Prima di posizionare gli impianti, è importante ottenere una buona esposizione e identificare la posizione del piano articolare originale. Occorre prestare particolare attenzione al nervo sciatico che rientra nel campo chirurgico ed è soggetto a lesioni in caso di rotazione esterna del femore. Anche nelle anche con fusione ossea, è sempre rimasta una cartilagine grigia ossificante incompleta nella posizione del piano articolare originale, che è una guida per il limite della medializzazione del cotile.4 L’osteoporosi ossea richiede la sottosquadratura del cotile acetabolare con o senza innesto a impronta e preclude l’uso della forza nella preparazione del femore. Sebbene alcuni autori suggeriscano l’uso di steli con adattamento distale, non abbiamo trovato alcuna indicazione per inserire un impianto di revisione in un paziente giovane.5
Kim et al.,2 hanno eseguito l’artroplastica totale del ginocchio su 27 ginocchia in 24 pazienti con anchilosi ossea spontanea in flessione grave (posizione media 105° di flessione). Il punteggio preoperatorio HSS Knee Score di 60 punti è stato migliorato a 87 al follow-up finale da tre a cinque anni dopo. La deformità media di flessione fissa era di 6° (da 0 a 25) e il ritardo di estensione di 8° (da 0 a 25). Hanno usato un approccio subvastale e un ampio rilascio dei tessuti molli, compresi i capi del muscolo gastrocnemio. Un paziente aveva una rottura del tendine del quadricipite. Hanno eseguito la TKA in una fase e la trazione scheletrica dopo l’operazione per ottenere la correzione della deformità di flessione residua del ginocchio di circa 45 gradi. Rajgopal et al.,6 hanno presentato una serie di 84 ginocchia su 53 pazienti con grave limitazione articolare. Hanno usato vari approcci estensibili e dopo un follow-up medio di 9 anni, hanno considerato i loro risultati buoni con un ritardo estensorio medio di 6 gradi e una deformità di flessione inferiore a 5 gradi.
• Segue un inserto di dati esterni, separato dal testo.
//! Column conversion helpers shared by the Postgres repositories.

use std::str::FromStr;

use sqlx::{Row, postgres::PgRow};
use thiserror::Error;

/// A stored enum value that no longer matches any known variant.
#[derive(Debug, Error)]
#[error("unknown {kind} value: {value}")]
pub struct UnknownVariant {
    pub kind: &'static str,
    pub value: String,
}

impl UnknownVariant {
    pub(crate) fn new(kind: &'static str, value: &str) -> Self {
        Self {
            kind,
            value: value.to_owned(),
        }
    }
}

pub(crate) fn try_get_amount(row: &PgRow, col: &str) -> Result<u64, sqlx::Error> {
    let amount_i64: i64 = row.try_get(col)?;

    u64::try_from(amount_i64).map_err(|e| sqlx::Error::ColumnDecode {
        index: col.to_string(),
        source: Box::new(e),
    })
}

pub(crate) fn try_get_optional_amount(row: &PgRow, col: &str) -> Result<Option<u64>, sqlx::Error> {
    let amount_i64: Option<i64> = row.try_get(col)?;

    amount_i64
        .map(u64::try_from)
        .transpose()
        .map_err(|e| sqlx::Error::ColumnDecode {
            index: col.to_string(),
            source: Box::new(e),
        })
}

pub(crate) fn try_get_enum<T>(row: &PgRow, col: &str) -> Result<T, sqlx::Error>
where
    T: FromStr<Err = UnknownVariant>,
{
    let value: String = row.try_get(col)?;

    value.parse().map_err(|e| sqlx::Error::ColumnDecode {
        index: col.to_string(),
        source: Box::new(e),
    })
}

pub(crate) fn try_i64_from_u64(value: u64, column: &'static str) -> Result<i64, sqlx::Error> {
    i64::try_from(value).map_err(|e| sqlx::Error::ColumnDecode {
        index: column.to_string(),
        source: Box::new(e),
    })
}

pub(crate) fn try_optional_i64_from_u64(
    value: Option<u64>,
    column: &'static str,
) -> Result<Option<i64>, sqlx::Error> {
    value.map(|v| try_i64_from_u64(v, column)).transpose()
}

#[cfg(test)]
mod tests {
    use super::*;

    #[test]
    fn amounts_above_i64_are_rejected() {
        let result = try_i64_from_u64(u64::MAX, "price");

        assert!(
            matches!(result, Err(sqlx::Error::ColumnDecode { ref index, .. }) if index == "price"),
            "expected ColumnDecode for price, got {result:?}"
        );
    }

    #[test]
    fn optional_amounts_pass_through_none() -> testresult::TestResult {
        assert_eq!(try_optional_i64_from_u64(None, "discount")?, None);
        assert_eq!(try_optional_i64_from_u64(Some(15_00), "discount")?, Some(15_00));

        Ok(())
    }
}
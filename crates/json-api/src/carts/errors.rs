//! Errors

use salvo::http::StatusError;
use tracing::error;

use storefront_app::domain::carts::CartsServiceError;

pub(crate) fn into_status_error(error: CartsServiceError) -> StatusError {
    match error {
        CartsServiceError::AlreadyExists => {
            StatusError::conflict().brief("Item already exists in the other list")
        }
        CartsServiceError::NotFound => StatusError::not_found().brief("Cart item not found"),
        CartsServiceError::ProductUnavailable => {
            StatusError::not_found().brief("Product not found or unavailable")
        }
        CartsServiceError::EmptyCart => StatusError::not_found().brief("Cart is already empty"),
        error @ (CartsServiceError::InvalidReference
        | CartsServiceError::MissingRequiredData
        | CartsServiceError::InvalidData
        | CartsServiceError::QuantityExceedsStock
        | CartsServiceError::InvalidAttributes) => {
            StatusError::bad_request().brief(error.to_string())
        }
        CartsServiceError::Sql(source) => {
            error!("cart storage error: {source}");

            StatusError::internal_server_error()
        }
    }
}
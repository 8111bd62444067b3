//! Shipping service errors.

use sqlx::{
    Error,
    error::{DatabaseError, ErrorKind},
};
use thiserror::Error;

#[derive(Debug, Error)]
pub enum ShippingServiceError {
    #[error("shipping method already exists")]
    AlreadyExists,

    #[error("shipping method not found")]
    NotFound,

    #[error("related resource not found")]
    InvalidReference,

    #[error("missing required data")]
    MissingRequiredData,

    #[error("invalid data")]
    InvalidData,

    #[error("storage error")]
    Sql(#[source] Error),
}

impl From<Error> for ShippingServiceError {
    fn from(error: Error) -> Self {
        if matches!(error, Error::RowNotFound) {
            return Self::NotFound;
        }

        match error.as_database_error().map(DatabaseError::kind) {
            Some(ErrorKind::UniqueViolation) => Self::AlreadyExists,
            Some(ErrorKind::ForeignKeyViolation) => Self::InvalidReference,
            Some(ErrorKind::NotNullViolation) => Self::MissingRequiredData,
            Some(ErrorKind::CheckViolation) => Self::InvalidData,
            Some(ErrorKind::Other | _) | None => Self::Sql(error),
        }
    }
}
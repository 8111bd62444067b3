//! Address book service.

use async_trait::async_trait;
use mockall::automock;
use tracing::{Span, debug, info};

use crate::{
    database::Db,
    domain::{
        addresses::{
            data::{AddressUpdate, NewAddress},
            errors::AddressesServiceError,
            records::{AddressRecord, AddressUuid, DefaultKind},
            repositories::PgAddressesRepository,
        },
        users::UserUuid,
    },
};

#[derive(Debug, Clone)]
pub struct PgAddressesService {
    db: Db,
    repository: PgAddressesRepository,
}

impl PgAddressesService {
    #[must_use]
    pub fn new(db: Db) -> Self {
        Self {
            db,
            repository: PgAddressesRepository::new(),
        }
    }
}

#[async_trait]
impl AddressesService for PgAddressesService {
    #[tracing::instrument(
        name = "addresses.service.create_address",
        skip(self, address),
        fields(user_uuid = %user, address_uuid = %address.uuid, first_address = tracing::field::Empty),
        err
    )]
    async fn create_address(
        &self,
        user: UserUuid,
        mut address: NewAddress,
    ) -> Result<AddressRecord, AddressesServiceError> {
        let mut tx = self.db.begin().await?;

        let first_address = self.repository.count_addresses(&mut tx, user).await? == 0;

        Span::current().record("first_address", first_address);

        if first_address {
            address.is_default_shipping = true;
            address.is_default_billing = true;
        }

        if address.is_default_shipping {
            self.repository
                .clear_default(&mut tx, user, DefaultKind::Shipping)
                .await?;
        }

        if address.is_default_billing {
            self.repository
                .clear_default(&mut tx, user, DefaultKind::Billing)
                .await?;
        }

        let created = self
            .repository
            .create_address(&mut tx, user, address)
            .await?;

        tx.commit().await?;

        info!(address_uuid = %created.uuid, "created address");

        Ok(created)
    }

    #[tracing::instrument(
        name = "addresses.service.update_address",
        skip(self, update),
        fields(user_uuid = %user, address_uuid = %address),
        err
    )]
    async fn update_address(
        &self,
        user: UserUuid,
        address: AddressUuid,
        update: AddressUpdate,
    ) -> Result<AddressRecord, AddressesServiceError> {
        let mut tx = self.db.begin().await?;

        let existing = self.repository.get_address(&mut tx, user, address).await?;

        for kind in update.promoted_defaults() {
            if !existing.is_default(kind) {
                self.repository.clear_default(&mut tx, user, kind).await?;
            }
        }

        let updated = self
            .repository
            .update_address(&mut tx, user, address, &update)
            .await?;

        tx.commit().await?;

        Ok(updated)
    }

    #[tracing::instrument(
        name = "addresses.service.set_default",
        skip(self),
        fields(user_uuid = %user, address_uuid = %address),
        err
    )]
    async fn set_default(
        &self,
        user: UserUuid,
        address: AddressUuid,
        kind: DefaultKind,
    ) -> Result<AddressRecord, AddressesServiceError> {
        let mut tx = self.db.begin().await?;

        let existing = self.repository.get_address(&mut tx, user, address).await?;

        if !existing.is_default(kind) {
            self.repository.clear_default(&mut tx, user, kind).await?;
            self.repository
                .mark_default(&mut tx, user, address, kind)
                .await?;
        }

        let updated = self.repository.get_address(&mut tx, user, address).await?;

        tx.commit().await?;

        info!(address_uuid = %address, kind = kind.as_str(), "set default address");

        Ok(updated)
    }

    #[tracing::instrument(name = "addresses.service.get_address", skip(self), err)]
    async fn get_address(
        &self,
        user: UserUuid,
        address: AddressUuid,
    ) -> Result<AddressRecord, AddressesServiceError> {
        let mut tx = self.db.begin().await?;

        let address = self.repository.get_address(&mut tx, user, address).await?;

        tx.commit().await?;

        Ok(address)
    }

    #[tracing::instrument(name = "addresses.service.list_addresses", skip(self), err)]
    async fn list_addresses(
        &self,
        user: UserUuid,
    ) -> Result<Vec<AddressRecord>, AddressesServiceError> {
        let mut tx = self.db.begin().await?;

        let addresses = self.repository.list_addresses(&mut tx, user).await?;

        tx.commit().await?;

        Ok(addresses)
    }

    #[tracing::instrument(name = "addresses.service.default_address", skip(self), err)]
    async fn default_address(
        &self,
        user: UserUuid,
        kind: DefaultKind,
    ) -> Result<Option<AddressRecord>, AddressesServiceError> {
        let mut tx = self.db.begin().await?;

        let address = self
            .repository
            .get_default_address(&mut tx, user, kind)
            .await?;

        tx.commit().await?;

        Ok(address)
    }

    #[tracing::instrument(
        name = "addresses.service.delete_address",
        skip(self),
        fields(user_uuid = %user, address_uuid = %address, soft = tracing::field::Empty),
        err
    )]
    async fn delete_address(
        &self,
        user: UserUuid,
        address: AddressUuid,
    ) -> Result<(), AddressesServiceError> {
        let mut tx = self.db.begin().await?;

        let existing = self.repository.get_address(&mut tx, user, address).await?;

        let soft = self.repository.is_address_in_use(&mut tx, address).await?;

        Span::current().record("soft", soft);

        let rows_affected = if soft {
            self.repository
                .soft_delete_address(&mut tx, user, address)
                .await?
        } else {
            self.repository.delete_address(&mut tx, user, address).await?
        };

        if rows_affected == 0 {
            return Err(AddressesServiceError::NotFound);
        }

        let held: Vec<DefaultKind> = [DefaultKind::Shipping, DefaultKind::Billing]
            .into_iter()
            .filter(|kind| existing.is_default(*kind))
            .collect();

        if !held.is_empty()
            && let Some(oldest) = self.repository.get_oldest_address(&mut tx, user).await?
        {
            for kind in held {
                self.repository
                    .mark_default(&mut tx, user, oldest.uuid, kind)
                    .await?;

                debug!(address_uuid = %oldest.uuid, kind = kind.as_str(), "reassigned default address");
            }
        }

        tx.commit().await?;

        info!(address_uuid = %address, soft, "deleted address");

        Ok(())
    }
}

#[automock]
#[async_trait]
pub trait AddressesService: Send + Sync {
    /// Adds an address. A user's first address becomes both defaults.
    async fn create_address(
        &self,
        user: UserUuid,
        address: NewAddress,
    ) -> Result<AddressRecord, AddressesServiceError>;

    /// Applies the fields set on `update`.
    async fn update_address(
        &self,
        user: UserUuid,
        address: AddressUuid,
        update: AddressUpdate,
    ) -> Result<AddressRecord, AddressesServiceError>;

    /// Makes the address the user's default of the given kind.
    async fn set_default(
        &self,
        user: UserUuid,
        address: AddressUuid,
        kind: DefaultKind,
    ) -> Result<AddressRecord, AddressesServiceError>;

    async fn get_address(
        &self,
        user: UserUuid,
        address: AddressUuid,
    ) -> Result<AddressRecord, AddressesServiceError>;

    /// Defaults first, then newest.
    async fn list_addresses(
        &self,
        user: UserUuid,
    ) -> Result<Vec<AddressRecord>, AddressesServiceError>;

    async fn default_address(
        &self,
        user: UserUuid,
        kind: DefaultKind,
    ) -> Result<Option<AddressRecord>, AddressesServiceError>;

    /// Removes an address, keeping it as a soft-deleted row while orders still refer to it.
    async fn delete_address(
        &self,
        user: UserUuid,
        address: AddressUuid,
    ) -> Result<(), AddressesServiceError>;
}
//! Products service errors.

use sqlx::{
    Error,
    error::{DatabaseError, ErrorKind},
};
use thiserror::Error;

#[derive(Debug, Error)]
pub enum ProductsServiceError {
    #[error("product already exists")]
    AlreadyExists,

    #[error("product not found")]
    NotFound,

    #[error("related resource not found")]
    InvalidReference,

    #[error("missing required data")]
    MissingRequiredData,

    #[error("invalid data")]
    InvalidData,

    #[error("storage error")]
    Sql(#[source] Error),
}

impl From<Error> for ProductsServiceError {
    fn from(error: Error) -> Self {
        if matches!(error, Error::RowNotFound) {
            return Self::NotFound;
        }

        match error.as_database_error().map(DatabaseError::kind) {
            Some(ErrorKind::UniqueViolation) => Self::AlreadyExists,
            Some(ErrorKind::ForeignKeyViolation) => Self::InvalidReference,
            Some(ErrorKind::NotNullViolation) => Self::MissingRequiredData,
            Some(ErrorKind::CheckViolation) => Self::InvalidData,
            Some(ErrorKind::Other | _) | None => Self::Sql(error),
        }
    }
}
Karva et al.,7 hanno riportato il caso di un paziente di 25 anni con artrite reumatoide giovanile e anchilosi di entrambe le anche e di entrambe le ginocchia trattato con artroplastica bilaterale dell’anca e del ginocchio in 6 mesi. A 18 mesi di follow-up, gli intervalli di movimento raggiunti all’anca e al ginocchio erano paragonabili a quelli riportati in letteratura.
Infine dobbiamo essere consapevoli delle complicazioni comuni in questi casi in modo da poter essere attenti. La necrosi del bordo della pelle e la conseguente guarigione ritardata della ferita è una complicazione molto comune e anche noi abbiamo incontrato questo problema nella ferita del ginocchio sinistro, ma l’infezione non si è sviluppata grazie all’intervallo tempestivo. I danni alle strutture neurovascolari sono una complicazione disastrosa e possono verificarsi intraoperatoriamente durante il rilascio dei tessuti molli in grave flessione all’anca o al ginocchio, così come nel postoperatorio a causa dell’eccessivo stiramento. È consigliabile non correggere immediatamente la flessione dell’anca o del ginocchio alla normalità e la correzione graduale usando il cuneo di gesso può prevenire complicazioni come la cancrena e la caduta del piede.
I tassi di complicazioni in questi casi variano anche attraverso vari studi. Naranja et al.,8 hanno riportato un alto tasso di complicazioni del 57% (tra cui il 24% di complicazioni a breve termine, il 35% di complicazioni maggiori e un 14% di infezioni. Bhan et al.,9 hanno riportato risultati soddisfacenti in 26 artroplastiche totali di ginocchio per ginocchia anchilosate utilizzando quattro impianti stabilizzati posteriormente e 22 protesi con vincolo condilare, con complicazioni maggiori in quattro delle 26 ginocchia.